## TASK DIRECTIONS
Every line from the one containing "pub use types::config::Config;" to the end of the listing below should be transcribed exactly, and no line outside that span should appear.

= = = = = = =

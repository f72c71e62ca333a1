//! # Retro
//!
//! A small question-answering assistant that learns from its user.
//!
//! Retro classifies each question, looks it up with two-pass fuzzy matching
//! over what it has been taught, asks to be taught when it does not know, and
//! merges near-duplicate answers into new knowledge at the end of a session.
//!
//! ## Modules
//!
//! - [`knowledge`] - Knowledge base, JSON store, expansion and TFT patches
//! - [`matching`] - Sequence similarity and the two-pass matcher
//! - [`intent`] - Question classification heuristics
//! - [`services`] - Voice output, math solving, QR codes
//! - [`session`] - The interactive teach-and-answer loop
//! - [`cli`] - Command line interface
//! - [`types`] - Configuration and errors

#[cfg(feature = "cli")]
pub mod cli;
pub mod intent;
pub mod knowledge;
pub mod matching;
pub mod services;
pub mod session;
pub mod types;

pub use types::config::Config;
pub use types::errors::{RetroError, RetroResult};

= = = = = = =

## ANSWER AREA
pub use types::config::Config;
pub use types::errors::{RetroError, RetroResult};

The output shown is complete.